With the uptick, the ten-year yield closed higher for the fourth straight session, ending the day at its highest closing level in over a month.

The modest weakness among treasuries came after the Labor Department released a report showing the biggest increase in core consumer prices in nearly thirty years.

The Labor Department said its consumer price index climbed by 0.6 percent in July, matching the increase seen in June. Economist had expected consumer prices to rise by 0.3 percent.

Excluding food and energy prices, core consumer prices still advanced by 0.6 percent in July after inching up by 0.2 percent in the previous month.
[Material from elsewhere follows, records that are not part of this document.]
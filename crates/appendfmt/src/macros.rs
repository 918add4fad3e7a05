//! Shorthands for the common flag/separator combinations. Each takes a
//! `&mut Option<String>` followed by `format!`-style arguments.

/// Append with explicit flags and an optional separator.
#[macro_export]
macro_rules! append_flags_sep_format {
    ($buf:expr, $flags:expr, $sep:expr, $($arg:tt)+) => {
        $crate::append_flags_sep_format(
            ::core::option::Option::Some($buf),
            $flags,
            $sep,
            ::core::format_args!($($arg)+),
        )
    };
}

/// Append without flags or separator.
#[macro_export]
macro_rules! append_format {
    ($buf:expr, $($arg:tt)+) => {
        $crate::append_flags_sep_format!(
            $buf,
            $crate::AppendFlags::NONE,
            ::core::option::Option::None,
            $($arg)+
        )
    };
}

/// Append with a separator and no flags.
#[macro_export]
macro_rules! append_sep_format {
    ($buf:expr, $sep:expr, $($arg:tt)+) => {
        $crate::append_flags_sep_format!(
            $buf,
            $crate::AppendFlags::NONE,
            ::core::option::Option::Some($sep),
            $($arg)+
        )
    };
}

/// Append without a separator, trimming trailing CR/LF before and after.
#[macro_export]
macro_rules! append_rmcrlfs_format {
    ($buf:expr, $($arg:tt)+) => {
        $crate::append_flags_sep_format!(
            $buf,
            $crate::AppendFlags::TRIM_CRLF_BOTH,
            ::core::option::Option::None,
            $($arg)+
        )
    };
}

/// Append with a separator, trimming trailing CR/LF before and after.
#[macro_export]
macro_rules! append_rmcrlfs_sep_format {
    ($buf:expr, $sep:expr, $($arg:tt)+) => {
        $crate::append_flags_sep_format!(
            $buf,
            $crate::AppendFlags::TRIM_CRLF_BOTH,
            ::core::option::Option::Some($sep),
            $($arg)+
        )
    };
}
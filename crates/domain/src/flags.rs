//! Option bits accepted by the append operation.
//!
//! `AppendFlags` is a plain `u32` mask. Unknown bits can be carried (via
//! [`AppendFlags::from_bits_retain`]) so callers forwarding raw masks get an
//! `InvalidFlags` error instead of silent truncation.

use std::fmt;
use std::ops::{BitAnd, BitOr, BitOrAssign};

use serde::{Deserialize, Serialize};

use crate::error::{Error, Result};

#[derive(Clone, Copy, PartialEq, Eq, Hash, Default)]
pub struct AppendFlags(u32);

impl AppendFlags {
    pub const NONE: Self = Self(0);

    /// Remove all trailing CR and LF from the buffer before appending.
    pub const TRIM_CRLF_BEFORE: Self = Self(1 << 0);

    /// Remove all trailing CR and LF from the buffer after appending.
    pub const TRIM_CRLF_AFTER: Self = Self(1 << 1);

    /// Append the separator even if the buffer is absent or empty.
    pub const SEP_IF_BUFFER_EMPTY: Self = Self(1 << 2);

    /// Append the separator even if the rendered text is empty.
    pub const SEP_IF_FORMAT_EMPTY: Self = Self(1 << 3);

    pub const TRIM_CRLF_BOTH: Self = Self(Self::TRIM_CRLF_BEFORE.0 | Self::TRIM_CRLF_AFTER.0);

    pub const SEP_ALWAYS: Self = Self(Self::SEP_IF_BUFFER_EMPTY.0 | Self::SEP_IF_FORMAT_EMPTY.0);

    /// Every recognized bit. Grows as flags are added.
    pub const ALL: Self = Self(Self::TRIM_CRLF_BOTH.0 | Self::SEP_ALWAYS.0);

    /// Build from a raw mask, rejecting unrecognized bits.
    pub fn from_bits(bits: u32) -> Result<Self> {
        Self::from_bits_retain(bits).validate()
    }

    /// Build from a raw mask without checking it.
    pub const fn from_bits_retain(bits: u32) -> Self {
        Self(bits)
    }

    pub const fn bits(self) -> u32 {
        self.0
    }

    pub const fn contains(self, other: Self) -> bool {
        self.0 & other.0 == other.0
    }

    pub const fn is_empty(self) -> bool {
        self.0 == 0
    }

    /// Bits outside [`AppendFlags::ALL`].
    pub const fn unknown_bits(self) -> u32 {
        self.0 & !Self::ALL.0
    }

    pub fn validate(self) -> Result<Self> {
        match self.unknown_bits() {
            0 => Ok(self),
            unknown => Err(Error::InvalidFlags(unknown)),
        }
    }

    /// Names of the recognized bits that are set, in bit order.
    pub fn names(self) -> Vec<FlagName> {
        FlagName::ALL
            .iter()
            .copied()
            .filter(|name| self.contains(name.flag()))
            .collect()
    }
}

impl BitOr for AppendFlags {
    type Output = Self;

    fn bitor(self, rhs: Self) -> Self {
        Self(self.0 | rhs.0)
    }
}

impl BitOrAssign for AppendFlags {
    fn bitor_assign(&mut self, rhs: Self) {
        self.0 |= rhs.0;
    }
}

impl BitAnd for AppendFlags {
    type Output = Self;

    fn bitand(self, rhs: Self) -> Self {
        Self(self.0 & rhs.0)
    }
}

impl fmt::Debug for AppendFlags {
    fn fmt(&self, f: &mut fmt::Formatter<'_>) -> fmt::Result {
        let mut set = f.debug_set();
        for name in self.names() {
            set.entry(&name);
        }
        if self.unknown_bits() != 0 {
            set.entry(&format_args!("{:#x}", self.unknown_bits()));
        }
        set.finish()
    }
}

impl FromIterator<FlagName> for AppendFlags {
    fn from_iter<I: IntoIterator<Item = FlagName>>(iter: I) -> Self {
        iter.into_iter()
            .fold(Self::NONE, |acc, name| acc | name.flag())
    }
}

/// Config-facing name of a single flag.
#[derive(Debug, Clone, Copy, PartialEq, Eq, Hash, Serialize, Deserialize)]
#[serde(rename_all = "snake_case")]
pub enum FlagName {
    TrimCrlfBefore,
    TrimCrlfAfter,
    SepIfBufferEmpty,
    SepIfFormatEmpty,
}

impl FlagName {
    pub const ALL: [FlagName; 4] = [
        FlagName::TrimCrlfBefore,
        FlagName::TrimCrlfAfter,
        FlagName::SepIfBufferEmpty,
        FlagName::SepIfFormatEmpty,
    ];

    pub const fn flag(self) -> AppendFlags {
        match self {
            FlagName::TrimCrlfBefore => AppendFlags::TRIM_CRLF_BEFORE,
            FlagName::TrimCrlfAfter => AppendFlags::TRIM_CRLF_AFTER,
            FlagName::SepIfBufferEmpty => AppendFlags::SEP_IF_BUFFER_EMPTY,
            FlagName::SepIfFormatEmpty => AppendFlags::SEP_IF_FORMAT_EMPTY,
        }
    }
}

// ━━━━━━━━━━━━━━━━━━━━━━━━━━━━━━━━━━━━━━━━━━━━━━━━━━━━━━━━━━━━━━━━━━
// Tests
// ━━━━━━━━━━━━━━━━━━━━━━━━━━━━━━━━━━━━━━━━━━━━━━━━━━━━━━━━━━━━━━━━━━
//! Append a separator and formatted text to an optional owned string.
//!
//! Every fallible step (flag check, measuring, size arithmetic, rendering,
//! reserving) runs before the caller's buffer is touched. The commit that
//! follows cannot fail, so an error always leaves the buffer as it was.

use std::fmt;

use af_domain::config::LengthLimit;
use af_domain::{AppendFlags, Error, Result};

use crate::measure;
use crate::separator::effective_separator;
use crate::trim;

/// Append `sep` (subject to the suppression policy) and the rendered `args`
/// to `*target`.
///
/// - `target = None`: nothing is written; the return value is the length an
///   absent buffer would have after the append.
/// - `*target = None`: treated as empty; on success it becomes `Some`.
///
/// Returns the new content length. Uses the default [`LengthLimit`].
pub fn append_flags_sep_format(
    target: Option<&mut Option<String>>,
    flags: AppendFlags,
    sep: Option<&str>,
    args: fmt::Arguments<'_>,
) -> Result<usize> {
    append_flags_sep_format_limited(target, flags, sep, args, LengthLimit::default())
}

/// [`append_flags_sep_format`] with an explicit size bound.
pub fn append_flags_sep_format_limited(
    target: Option<&mut Option<String>>,
    flags: AppendFlags,
    sep: Option<&str>,
    args: fmt::Arguments<'_>,
    limit: LengthLimit,
) -> Result<usize> {
    let result = match target {
        Some(slot) => append_into(slot, flags, sep, args, limit.max_total()),
        None => measure_with(None, flags, sep, args, limit.max_total()),
    };

    match &result {
        Ok(len) => tracing::trace!(new_len = len, "append succeeded"),
        Err(e) => tracing::debug!(error = %e, code = e.code(), "append failed, buffer unchanged"),
    }
    result
}

/// Length `current` would have after the append, without modifying anything.
pub fn measure_append(
    current: Option<&str>,
    flags: AppendFlags,
    sep: Option<&str>,
    args: fmt::Arguments<'_>,
) -> Result<usize> {
    measure_append_limited(current, flags, sep, args, LengthLimit::default())
}

/// [`measure_append`] with an explicit size bound.
pub fn measure_append_limited(
    current: Option<&str>,
    flags: AppendFlags,
    sep: Option<&str>,
    args: fmt::Arguments<'_>,
    limit: LengthLimit,
) -> Result<usize> {
    measure_with(current, flags, sep, args, limit.max_total())
}

/// Everything the commit needs, computed without touching the buffer.
struct Plan<'s> {
    /// Bytes of the old content that survive the pre-append trim.
    kept: usize,
    sep: &'s str,
    rendered: String,
}

impl Plan<'_> {
    fn untrimmed_len(&self) -> usize {
        self.kept + self.sep.len() + self.rendered.len()
    }
}

fn plan<'s>(
    current: Option<&str>,
    flags: AppendFlags,
    sep: Option<&'s str>,
    args: fmt::Arguments<'_>,
    max_total: usize,
) -> Result<Plan<'s>> {
    let flags = flags.validate()?;

    let count = measure::measure(args, max_total)?;
    let old = current.unwrap_or("");
    let sep = effective_separator(sep, flags, old.len(), count);

    // size includes one terminator slot
    1usize
        .checked_add(old.len())
        .and_then(|n| n.checked_add(sep.len()))
        .and_then(|n| n.checked_add(count))
        .filter(|&n| n <= max_total)
        .ok_or(Error::Overflow { limit: max_total })?;

    let rendered = measure::render(args, count)?;

    let kept = if flags.contains(AppendFlags::TRIM_CRLF_BEFORE) {
        old.len() - trim::trailing_crlf_len(old.as_bytes())
    } else {
        old.len()
    };

    Ok(Plan {
        kept,
        sep,
        rendered,
    })
}

fn measure_with(
    current: Option<&str>,
    flags: AppendFlags,
    sep: Option<&str>,
    args: fmt::Arguments<'_>,
    max_total: usize,
) -> Result<usize> {
    let plan = plan(current, flags, sep, args, max_total)?;
    let len = plan.untrimmed_len();
    if !flags.contains(AppendFlags::TRIM_CRLF_AFTER) {
        return Ok(len);
    }

    // The trailing run may cross from the rendered text into the separator
    // and on into the kept part of the old content.
    let old = current.unwrap_or("").as_bytes();
    let parts = [plan.rendered.as_bytes(), plan.sep.as_bytes(), &old[..plan.kept]];
    let mut run = 0;
    for part in parts {
        let n = trim::trailing_crlf_len(part);
        run += n;
        if n < part.len() {
            break;
        }
    }
    Ok(len - run)
}

fn append_into(
    slot: &mut Option<String>,
    flags: AppendFlags,
    sep: Option<&str>,
    args: fmt::Arguments<'_>,
    max_total: usize,
) -> Result<usize> {
    let plan = plan(slot.as_deref(), flags, sep, args, max_total)?;
    let new_len = plan.untrimmed_len();

    if let Some(buf) = slot.as_mut() {
        buf.try_reserve_exact(new_len.saturating_sub(buf.len()))?;
        return Ok(commit(buf, &plan, flags));
    }

    let mut buf = String::new();
    buf.try_reserve_exact(new_len)?;
    let len = commit(&mut buf, &plan, flags);
    *slot = Some(buf);
    Ok(len)
}

/// Infallible tail of the operation; capacity is already reserved.
fn commit(buf: &mut String, plan: &Plan<'_>, flags: AppendFlags) -> usize {
    let old_len = buf.len();
    buf.truncate(plan.kept);
    buf.push_str(plan.sep);
    buf.push_str(&plan.rendered);

    let trimmed_after = if flags.contains(AppendFlags::TRIM_CRLF_AFTER) {
        trim::trim_crlf(buf)
    } else {
        0
    };

    tracing::trace!(
        old_len,
        trimmed_before = old_len - plan.kept,
        sep_len = plan.sep.len(),
        rendered_len = plan.rendered.len(),
        trimmed_after,
        "append committed"
    );
    buf.len()
}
Core prices were expected to edge up by another 0.2 percent.

Core consumer prices showed their biggest increase since January of 1991, partly reflecting another jump in prices for motor vehicle insurance.

Paul Ashworth, Chief U.S. Economist at Capital Economics, said the increase in consumer prices "should end any speculation that the pandemic-related slump in demand will quickly push the economy into a deflationary spiral."

"But this is not a sign that the U.S. is instead about to experience a bout of much high inflation because of supply restrictions," Ashworth said. "It mainly reflects a recovery in the prices of goods and services that were most affected during the early stages of the pandemic."

Meanwhile, the Treasury Department revealed that its sale of $38 billion worth of ten-year notes attracted modestly below average demand.

The ten-year note auction drew a high yield of 0.677 percent and a bid-to-cover ratio of 2.41, while the ten previous ten-year note auctions had an average bid-to-cover ratio of 2.47.

The bid-to-cover ratio is a measure of demand that indicates the amount of bids for each dollar worth of securities being sold.

Looking ahead, the Treasury is due to announce the results of this month's auction of $26 billion worth of thirty-year bonds on Thursday.

Traders are also likely to keep a close eye on the Labor Department's weekly jobless claims report, which is expected to show a relatively modest drop in jobless claims.